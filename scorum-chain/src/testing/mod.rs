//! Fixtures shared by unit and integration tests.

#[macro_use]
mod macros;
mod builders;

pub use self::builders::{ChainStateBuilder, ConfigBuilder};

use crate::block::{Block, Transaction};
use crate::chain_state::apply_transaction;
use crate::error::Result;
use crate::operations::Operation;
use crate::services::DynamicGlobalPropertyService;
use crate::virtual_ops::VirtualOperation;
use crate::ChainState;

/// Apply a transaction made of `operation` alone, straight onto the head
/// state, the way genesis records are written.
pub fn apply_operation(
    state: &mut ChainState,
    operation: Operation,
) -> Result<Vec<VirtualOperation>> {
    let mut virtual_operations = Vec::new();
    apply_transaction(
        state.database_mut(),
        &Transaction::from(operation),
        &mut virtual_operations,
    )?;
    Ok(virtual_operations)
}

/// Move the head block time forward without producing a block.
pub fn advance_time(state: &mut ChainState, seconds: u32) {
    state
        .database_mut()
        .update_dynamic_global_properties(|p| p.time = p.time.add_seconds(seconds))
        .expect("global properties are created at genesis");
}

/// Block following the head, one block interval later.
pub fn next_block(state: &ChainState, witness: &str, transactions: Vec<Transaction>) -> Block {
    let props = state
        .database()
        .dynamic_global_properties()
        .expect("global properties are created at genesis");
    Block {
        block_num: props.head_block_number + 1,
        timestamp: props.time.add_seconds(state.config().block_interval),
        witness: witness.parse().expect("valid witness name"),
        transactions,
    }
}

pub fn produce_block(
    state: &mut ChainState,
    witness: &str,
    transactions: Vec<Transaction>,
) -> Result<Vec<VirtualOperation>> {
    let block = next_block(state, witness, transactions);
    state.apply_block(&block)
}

*-*-*

• Your assignment
Please return every line in the data that includes the string "transactions".

• Written solution
pub fn next_block(state: &ChainState, witness: &str, transactions: Vec<Transaction>) -> Block {
        transactions,
    transactions: Vec<Transaction>,
    let block = next_block(state, witness, transactions);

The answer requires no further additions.